TASK REQUIREMENTS: Scan the entries line by line and return those with "mpsc".

Items listed in a dataset

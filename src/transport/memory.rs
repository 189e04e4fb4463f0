//! In-process connector with a scriptable fake server.
//!
//! Every [`MemoryConnector::open`] creates a peer task that plays the server:
//! it acknowledges `connect` frames, answers `ping` with `pong`, and records
//! everything else. Knobs let tests refuse connections, reject the
//! handshake, go silent, or drop every live link out of band.
//!
//! # Example
//!
//! ```ignore
//! let connector = MemoryConnector::new();
//! let registry = ConnectionRegistry::builder()
//!     .url("ws://memory.test/ws")
//!     .connector(connector.clone())
//!     .build()?;
//!
//! registry.connect(params).await?;
//! assert_eq!(connector.live(), 1);
//!
//! connector.drop_all(); // registry starts reconnecting
//! ```

// ============================================================================
// Imports
// ============================================================================

use std::sync::Arc;

use async_trait::async_trait;
use parking_lot::Mutex;
use serde_json::{Value, json};
use tokio::sync::mpsc;
use tokio::task::JoinHandle;
use tracing::{debug, trace};
use url::Url;

use crate::error::{Error, Result};

use super::{Connector, Link, TransportCommand, TransportEvent};

// ============================================================================
// Types
// ============================================================================

/// A live fake-server peer.
struct Peer {
    id: u64,
    events: mpsc::UnboundedSender<TransportEvent>,
    task: Option<JoinHandle<()>>,
}

/// Scriptable server behaviour and counters.
struct MemoryState {
    reachable: bool,
    reject_reason: Option<String>,
    auto_ack: bool,
    auto_pong: bool,
    next_peer_id: u64,
    opened: usize,
    peak_live: usize,
    peers: Vec<Peer>,
    handshakes: Vec<Value>,
    received: Vec<Value>,
}

impl Default for MemoryState {
    fn default() -> Self {
        Self {
            reachable: true,
            reject_reason: None,
            auto_ack: true,
            auto_pong: true,
            next_peer_id: 1,
            opened: 0,
            peak_live: 0,
            peers: Vec::new(),
            handshakes: Vec::new(),
            received: Vec::new(),
        }
    }
}

// ============================================================================
// MemoryConnector
// ============================================================================

/// Connector whose server lives in the same process.
///
/// Cloning shares the same fake server.
#[derive(Clone, Default)]
pub struct MemoryConnector {
    state: Arc<Mutex<MemoryState>>,
}

impl MemoryConnector {
    /// Creates a reachable server that acks handshakes and answers pings.
    #[must_use]
    pub fn new() -> Self {
        Self::default()
    }
}

// ============================================================================
// MemoryConnector - Controls
// ============================================================================

impl MemoryConnector {
    /// Makes subsequent `open` calls succeed or fail.
    pub fn set_reachable(&self, reachable: bool) {
        self.state.lock().reachable = reachable;
    }

    /// Rejects subsequent handshakes with `reason`, or accepts them on `None`.
    pub fn reject_handshakes(&self, reason: Option<&str>) {
        self.state.lock().reject_reason = reason.map(str::to_string);
    }

    /// Enables or disables the handshake ack.
    pub fn set_auto_ack(&self, enabled: bool) {
        self.state.lock().auto_ack = enabled;
    }

    /// Enables or disables heartbeat replies.
    pub fn set_auto_pong(&self, enabled: bool) {
        self.state.lock().auto_pong = enabled;
    }

    /// Drops every live link as if the network failed.
    ///
    /// Returns the number of links dropped.
    pub fn drop_all(&self) -> usize {
        let peers: Vec<Peer> = self.state.lock().peers.drain(..).collect();
        let count = peers.len();
        for mut peer in peers {
            if let Some(task) = peer.task.take() {
                task.abort();
            }
            let _ = peer.events.send(TransportEvent::Closed {
                reason: Some("dropped by memory server".to_string()),
            });
        }
        debug!(count, "Memory server dropped links");
        count
    }

    /// Sends `frame` to every live link. Returns the number of recipients.
    pub fn push(&self, frame: &Value) -> usize {
        let text = frame.to_string();
        let state = self.state.lock();
        state
            .peers
            .iter()
            .filter(|peer| peer.events.send(TransportEvent::Text(text.clone())).is_ok())
            .count()
    }
}

// ============================================================================
// MemoryConnector - Counters
// ============================================================================

impl MemoryConnector {
    /// Number of links ever opened.
    #[must_use]
    pub fn opened(&self) -> usize {
        self.state.lock().opened
    }

    /// Number of links currently open.
    #[must_use]
    pub fn live(&self) -> usize {
        self.state.lock().peers.len()
    }

    /// Highest number of links open at the same time.
    #[must_use]
    pub fn peak_live(&self) -> usize {
        self.state.lock().peak_live
    }

    /// Every `connect` frame received, in order.
    #[must_use]
    pub fn handshakes(&self) -> Vec<Value> {
        self.state.lock().handshakes.clone()
    }

    /// Every non-control frame received, in order.
    #[must_use]
    pub fn received(&self) -> Vec<Value> {
        self.state.lock().received.clone()
    }
}

// ============================================================================
// Connector
// ============================================================================

#[async_trait]
impl Connector for MemoryConnector {
    async fn open(&self, url: &Url) -> Result<Link> {
        let (command_tx, command_rx) = mpsc::unbounded_channel();
        let (event_tx, event_rx) = mpsc::unbounded_channel();

        let mut state = self.state.lock();
        if !state.reachable {
            return Err(Error::connect_failed(format!("{url} is unreachable")));
        }

        let id = state.next_peer_id;
        state.next_peer_id += 1;
        state.opened += 1;

        let task = tokio::spawn(run_peer(
            Arc::clone(&self.state),
            id,
            command_rx,
            event_tx.clone(),
        ));
        state.peers.push(Peer {
            id,
            events: event_tx,
            task: Some(task),
        });
        state.peak_live = state.peak_live.max(state.peers.len());

        debug!(peer = id, url = %url, "Memory link opened");
        Ok(Link::new(command_tx, event_rx))
    }
}

// ============================================================================
// Peer Loop
// ============================================================================

/// Plays the server side of one link.
async fn run_peer(
    state: Arc<Mutex<MemoryState>>,
    id: u64,
    mut command_rx: mpsc::UnboundedReceiver<TransportCommand>,
    event_tx: mpsc::UnboundedSender<TransportEvent>,
) {
    while let Some(command) = command_rx.recv().await {
        let TransportCommand::Send(text) = command else {
            break;
        };
        let Ok(frame) = serde_json::from_str::<Value>(&text) else {
            trace!(peer = id, "Memory server ignored non-JSON frame");
            continue;
        };

        let kind = frame.get("type").and_then(Value::as_str).map(str::to_owned);
        let reply = {
            let mut state = state.lock();
            match kind.as_deref() {
                Some("connect") => {
                    let connection_id = frame.get("connectionId").cloned();
                    state.handshakes.push(frame);
                    match &state.reject_reason {
                        Some(reason) => Some(json!({ "type": "auth_error", "message": reason })),
                        None if state.auto_ack => Some(json!({
                            "type": "connected",
                            "connectionId": connection_id,
                        })),
                        None => None,
                    }
                }
                Some("ping") if state.auto_pong => Some(json!({ "type": "pong" })),
                Some("ping") => None,
                _ => {
                    state.received.push(frame);
                    None
                }
            }
        };

        if let Some(reply) = reply
            && event_tx.send(TransportEvent::Text(reply.to_string())).is_err()
        {
            break;
        }
    }

    state.lock().peers.retain(|peer| peer.id != id);
    debug!(peer = id, "Memory link closed");
}

// ============================================================================
// Tests
// ============================================================================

TASK SOLUTION:
use tokio::sync::mpsc;
    events: mpsc::UnboundedSender<TransportEvent>,
        let (command_tx, command_rx) = mpsc::unbounded_channel();
        let (event_tx, event_rx) = mpsc::unbounded_channel();
    mut command_rx: mpsc::UnboundedReceiver<TransportCommand>,
    event_tx: mpsc::UnboundedSender<TransportEvent>,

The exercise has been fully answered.